Judge Not

Judge Not

Judge not, lest ye be judged.  Matthew 7:1
On “Little House on the Prairie,” there was an episode where Albert’s girlfriend became pregnant by a man who raped her.  Mrs. Oleson listened in on a phone conversation and mistakenly concluded that Albert was the father.  Overnight, the girl’s name was tarnished because of Mrs. Oleson’s inaccurate judgment.

We would expect that type of behavior from unsaved people.  Yet, it is all too common among the saints.

I remember a time when a young woman would bring a can of soda into the sanctuary every Sunday morning.  Immediately, people began to make comments.  Yet, if they had cared enough to find out why she was bringing soda into the sanctuary, they would have discovered that she was under orders from her obstetrician to do so because she had been showing signs of hypoglycemia.

Another precious Christian family had a child who was born with Down’s Syndrome.  This was a very difficult time in their life.  They came to church, in hopes of finding “sanctuary” from their trials.  Instead, they were approached by people who told them they must have sin in their lives to have given birth to a baby with Down’s.  What a sad testimony to the Church.

I have faced judgment on numerous occasions.  First, my husband and I were judged because we didn’t have any children.  What these ignorant people failed to realize was that at that time, I was on medication that prevented me from becoming pregnant.

Thankfully, the Lord healed me and I gave birth to our dear Rachel just a few years after that.  Unfortunately, that did not stop the judgmental comments.

In homeschool circles, it is common to meet families who believe in the “full quiver” concept – that of having as many children as God sees fit to give them.  Unfortunately, there are some who become holier-than-thou in their attitude.  A few have pretended to be my friend, yet make it clear that they feel I am out of God’s will because I only have one child.

If they had taken the time to talk with me, and learn more about me, they would have learned that I nearly died giving birth.  The only thing that saved that Rachel and I from death was an emergency c-section.  They would have discovered that my husband and I felt it was the Lord’s will for me to be a stay-at-home mom, which meant we lost our insurance.  We did not feel right about having more children and letting the government insurance pay for it because we didn’t feel that was biblical.

I made a judgment about someone based on having known a relative of hers who stabbed me in the back.  Thankfully, I pushed past that judgment and reached out to her.  Today we are best friends.

As a new Christian, I was very judgmental of those who were divorced.  Years later, when a lady in our church was facing a divorce, I reached out to her.  What an awesome privilege it has been to see her develop such an elegant grace and a heart of wisdom through her trials.  Had I held on to my earlier judgments of divorced people, I would have missed out on a very special friendship.

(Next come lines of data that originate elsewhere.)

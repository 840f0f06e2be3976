//! Property-based tests for hcn-interactor

#[cfg(test)]
mod tests {
    use hcn_core::FailureKind;
    use proptest::prelude::*;

    use crate::config::{CliOverrides, Config};
    use crate::output::{JsonResponse, OutputFormat};
    use crate::ExitCode;

    fn failure_kind() -> impl Strategy<Value = FailureKind> {
        prop_oneof![
            Just(FailureKind::InvalidInput),
            Just(FailureKind::InvalidKey),
            Just(FailureKind::Unreachable),
            Just(FailureKind::InvalidResponse),
            Just(FailureKind::NetworkMismatch),
            Just(FailureKind::Unauthorized),
            Just(FailureKind::CredentialNotFound),
            Just(FailureKind::LookupUnavailable),
            Just(FailureKind::Transport),
            Just(FailureKind::ConfirmationPending),
        ]
    }

    proptest! {
        #![proptest_config(ProptestConfig::with_cases(32))]

        // A failed flow never exits 0 and never collides with Rejected.
        #[test]
        fn test_failures_never_succeed(kind in failure_kind()) {
            let code = ExitCode::from(kind);
            prop_assert_ne!(code, ExitCode::Success);
            prop_assert_ne!(code, ExitCode::Rejected);
            prop_assert_ne!(code, ExitCode::GeneralError);
        }

        #[test]
        fn test_output_format_case_insensitive(
            format in prop_oneof![Just("table"), Just("json"), Just("quiet")],
            upper in any::<bool>()
        ) {
            let input = if upper { format.to_uppercase() } else { format.to_string() };
            let parsed: OutputFormat = input.parse().unwrap();
            prop_assert_eq!(parsed.to_string(), format);
        }

        // CLI flags win over file values; absent flags leave them alone.
        #[test]
        fn test_overrides_precedence(
            file_testnet in any::<bool>(),
            file_poll in any::<bool>(),
            testnet in proptest::option::of(Just(true)),
            no_poll in proptest::option::of(Just(true))
        ) {
            let mut config = Config::default();
            config.network.default = if file_testnet { "testnet" } else { "mainnet" }.to_string();
            config.polling.enabled = file_poll;

            let config = config.with_overrides(&CliOverrides {
                testnet,
                no_poll,
                ..Default::default()
            });

            let expect_testnet = testnet.is_some() || file_testnet;
            prop_assert_eq!(config.network.default == "testnet", expect_testnet);
            prop_assert_eq!(config.polling.enabled, file_poll && no_poll.is_none());
            prop_assert!(config.validate().is_ok());
        }

        #[test]
        fn test_json_success_matches_exit_code(kind in proptest::option::of(failure_kind())) {
            let code = kind.map(ExitCode::from).unwrap_or(ExitCode::Success);
            let response = JsonResponse::new("data", "assign", code);
            let json: serde_json::Value =
                serde_json::from_str(&serde_json::to_string(&response).unwrap()).unwrap();
            prop_assert_eq!(json["success"].as_bool(), Some(code == ExitCode::Success));
            prop_assert_eq!(json["exit_code"].as_i64(), Some(i32::from(code) as i64));
        }
    }
}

I remember another time when a lady started attending our church.  She had invisible walls around her, making her appear very unfriendly.  I decided not to be intimidated by her behavior, and kept reaching out to befriend her.  As the Lord tore down those walls, I found a lady who had a sense of humor, much like mine.  I remember several times when we would laugh until we cried.

What blessings might you be missing because you have incorrectly judged someone?